1.中国科学院新疆生态与地理研究所,新疆乌鲁木齐 830011;
2.河南理工大学测绘与国土信息工程学院,河南焦作 454001

收稿日期:2015-11-17 修回日期:2016-04-18 出版日期:2016-09-15 发布日期:2025-12-01
作者简介:李长春(1976-),男,副教授,主要从事灾害遥感监测与评估方面的教学和研究. E-mail:lichangchun610@126.com
基金资助:
国家自然科学基金“天山中段非均匀下垫面雪水当量被动微波遥感研究”(41371419); 新疆维吾尔自治区重点实验室项目(XJYS0205-2013-01)资助

Inversion Algorithm of Snow Cover Depth in Mountainous Area Based on Topographical Correction

LI Chang-chun^1,2, BAO An-ming¹, YUE Ji-bo², WANG Yu¹, MA Chun-yan²

1. Xinjiang Institute of Ecology and Geography,Chinese Academy of Sciences,Urumqi 830011,Xinjiang,China;
2. College of Surveying and Land Information Engineering,Henan Polytechnic University,Jiaozuo 454000,Henan,China

Received:2015-11-17 Revised:2016-04-18 Published:2016-09-15 Online:2025-12-01

摘要/Abstract

摘要： 积雪深度是天气和水文模型运行的必要参数。利用微波遥感可以反演不同尺度的地表积雪深度参数,为全球或区域尺度气候模型与水循环提供有效积雪参数。现有积雪深度微波遥感反演算法未综合考虑地形因子对反演结果的影响。微波辐射计观测的地表信号会受到地形的影响,导致能量在地表重新得到分配,这不仅引起传感器本身的观测误差,而且改变了地表的微波散射和辐射,使得水热能量在地表重新分配,从而也影响着地表关键参数的反演精度。为了提高山区积雪深度的反演精度,分析了坡度、坡向等地形因子对积雪深度反演的影响,在利用微波遥感反演积雪深度时加入地形坡度和坡向校正,构建基于地形效应的微波辐射模型,提出基于地形校正的山区积雪深度反演算法。实验结果显示,地形校正前,积雪深度反演的RMSE=10.41,地形校正后,积雪深度反演的RMSE=7.22,积雪深度反演精度得到了一定的提高。

关键词: 地形校正, 微波遥感, 积雪深度, 遥感反演

Abstract: Snow cover depth is a necessary parameter for the operation of weather and hydrological models,and its monitoring is of importance in predicting snow melting runoff,managing water resources and preventing and controlling flood.

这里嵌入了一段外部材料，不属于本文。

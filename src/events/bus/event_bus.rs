// events/bus/event_bus.rs
//
// Core event bus implementation.
//
// DESIGN PRINCIPLES:
// 1. Synchronous - handlers run on the emitting task, in subscription order
// 2. Fire-and-forget - a write never fails because a listener did
// 3. Observable - every emission is logged
// 4. Type-safe - events are strongly typed

use std::any::{Any, TypeId};
use std::collections::{HashMap, VecDeque};
use std::sync::{Arc, PoisonError, RwLock};

use log::{debug, error};

use crate::events::types::DomainEvent;

/// Emissions kept in the event log before the oldest are dropped
pub const DEFAULT_LOG_CAPACITY: usize = 256;

/// Type-erased event handler function
/// Takes a reference to Any (downcasted to concrete event type inside)
type EventHandler = Arc<dyn Fn(&dyn Any) + Send + Sync>;

/// The Event Bus
///
/// Services emit change notifications here after a confirmed write.
/// Interested parts of the application subscribe by event type.
///
/// Key characteristics:
/// - Synchronous execution (no spawned tasks)
/// - Handlers execute in subscription order
/// - A panicking handler does not stop the others
/// - Bounded emission log
pub struct EventBus {
    /// Map from event TypeId to list of handlers
    handlers: Arc<RwLock<HashMap<TypeId, Vec<EventHandler>>>>,

    /// Recent emissions, oldest first
    event_log: Arc<RwLock<VecDeque<EventLogEntry>>>,

    log_capacity: usize,
}

/// A logged event for debugging and tracing
#[derive(Debug, Clone, PartialEq)]
pub struct EventLogEntry {
    pub event_type: String,
    pub event_id: String,
    pub occurred_at: String,
    pub handler_count: usize,
}

impl EventBus {
    /// Create a new event bus
    pub fn new() -> Self {
        Self::with_log_capacity(DEFAULT_LOG_CAPACITY)
    }

    pub fn with_log_capacity(log_capacity: usize) -> Self {
        Self {
            handlers: Arc::new(RwLock::new(HashMap::new())),
            event_log: Arc::new(RwLock::new(VecDeque::new())),
            log_capacity,
        }
    }

    /// Subscribe to a specific event type
    ///
    /// Handlers are executed in the order they are subscribed.
    ///
    /// Example:
    /// ```ignore
    /// bus.subscribe::<SermonsChanged, _>(|event| {
    ///     refresh_sermon_list(&event.payload);
    /// });
    /// ```
    pub fn subscribe<E, F>(&self, handler: F)
    where
        E: DomainEvent + 'static,
        F: Fn(&E) + Send + Sync + 'static,
    {
        let type_id = TypeId::of::<E>();

        let wrapped: EventHandler = Arc::new(move |event_any: &dyn Any| {
            if let Some(event) = event_any.downcast_ref::<E>() {
                handler(event);
            } else {
                error!(
                    "Failed to downcast event in handler for {}",
                    std::any::type_name::<E>()
                );
            }
        });

        let mut handlers = self.handlers.write().unwrap_or_else(PoisonError::into_inner);
        handlers.entry(type_id).or_default().push(wrapped);
    }

    /// Emit an event
    ///
    /// Records the emission, then runs every handler for the event type.
    /// If a handler panics, the panic is caught and logged, and the
    /// remaining handlers still execute.
    pub fn emit<E>(&self, event: E)
    where
        E: DomainEvent + 'static,
    {
        // Snapshot so handlers may subscribe or emit without deadlocking
        let event_handlers: Vec<EventHandler> = {
            let handlers = self.handlers.read().unwrap_or_else(PoisonError::into_inner);
            handlers
                .get(&TypeId::of::<E>())
                .cloned()
                .unwrap_or_default()
        };

        let log_entry = EventLogEntry {
            event_type: event.event_type().to_string(),
            event_id: event.event_id().to_string(),
            occurred_at: event.occurred_at().to_rfc3339(),
            handler_count: event_handlers.len(),
        };

        debug!(
            "[EVENT] {} (id: {}) | {} handlers",
            log_entry.event_type, log_entry.event_id, log_entry.handler_count
        );

        {
            let mut log = self.event_log.write().unwrap_or_else(PoisonError::into_inner);
            if self.log_capacity > 0 {
                while log.len() >= self.log_capacity {
                    log.pop_front();
                }
                log.push_back(log_entry);
            }
        }

        for (idx, handler) in event_handlers.iter().enumerate() {
            let result = std::panic::catch_unwind(std::panic::AssertUnwindSafe(|| {
                handler(&event as &dyn Any);
            }));

            if result.is_err() {
                error!("Handler {} for {} panicked", idx, event.event_type());
            }
        }
    }

    /// Get the event log (oldest first)
    pub fn get_event_log(&self) -> Vec<EventLogEntry> {
        self.event_log
            .read()
            .unwrap_or_else(PoisonError::into_inner)
            .iter()
            .cloned()
            .collect()
    }

    /// Clear the event log
    pub fn clear_event_log(&self) {
        self.event_log
            .write()
            .unwrap_or_else(PoisonError::into_inner)
            .clear();
    }

    /// Get the number of subscribers for a specific event type
    pub fn subscriber_count<E>(&self) -> usize
    where
        E: 'static,
    {
        let handlers = self.handlers.read().unwrap_or_else(PoisonError::into_inner);
        handlers.get(&TypeId::of::<E>()).map(|h| h.len()).unwrap_or(0)
    }
}

impl Default for EventBus {
    fn default() -> Self {
        Self::new()
    }
}

// Clones share handlers and log
impl Clone for EventBus {
    fn clone(&self) -> Self {
        Self {
            handlers: Arc::clone(&self.handlers),
            event_log: Arc::clone(&self.event_log),
            log_capacity: self.log_capacity,
        }
    }
}
use serde::{Deserialize, Serialize};
use std::str::FromStr;

use crate::domain::DomainError;

/// Access role stored on a user profile
#[derive(Debug, Clone, Copy, PartialEq, Eq, Hash, Serialize, Deserialize)]
#[serde(rename_all = "lowercase")]
pub enum Role {
    Admin,
    User,
}

impl Role {
    pub fn as_str(&self) -> &'static str {
        match self {
            Role::Admin => "admin",
            Role::User => "user",
        }
    }
}

impl std::fmt::Display for Role {
    fn fmt(&self, f: &mut std::fmt::Formatter<'_>) -> std::fmt::Result {
        f.write_str(self.as_str())
    }
}

impl FromStr for Role {
    type Err = DomainError;

    fn from_str(s: &str) -> Result<Self, Self::Err> {
        match s {
            "admin" => Ok(Role::Admin),
            "user" => Ok(Role::User),
            other => Err(DomainError::InvariantViolation(format!(
                "Unknown role '{}'",
                other
            ))),
        }
    }
}

/// Profile row inserted when an administrator adds a user directly
#[derive(Debug, Clone, PartialEq, Eq, Serialize, Deserialize)]
pub struct NewProfile {
    pub email: String,
    pub role: Role,
}

impl NewProfile {
    pub fn new(email: impl Into<String>, role: Role) -> Self {
        Self {
            email: email.into().trim().to_string(),
            role,
        }
    }
}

Microwave remote sensing can be used to invert snow cover depth on different scales and provide the effective snow cover parameters for climate model and water cycle on global or regional scale. The available inversion algorithms of snow cover depth are often based on microwave remote sensing,in which the effects of land covers are considered only,but the comprehensive influence of topographical factors on inverted results is not considered. In the mountainous areas with undulating terrain,the surface signals observed with microwave radiometer are affected by terrain,and the surface energy is redistributed. The energy redistribution can not only cause the measurement error of sensor,but also can change the microwave scattering and radiation on land surface,and the inversion accuracy of the key surface parameters is influenced. In order to improve the accuracy of snow cover depth inversion in mountainous area,the effects of slope and aspect on snow cover depth inversion were studied in this paper,the slope and aspect corrections were added in inverting snow cover depth with microwave remote sensing,and a microwave radiation model was developed based on the topographic effect. A snow cover depth retrieval algorithm based on topographic correction was proposed. Experimental results showed that RMSE of snow cover depth inversion without terrain correction was 10.41,RMSE was 7.22 after terrain correction,and the accuracy of snow cover depth inversion was improved to some extent.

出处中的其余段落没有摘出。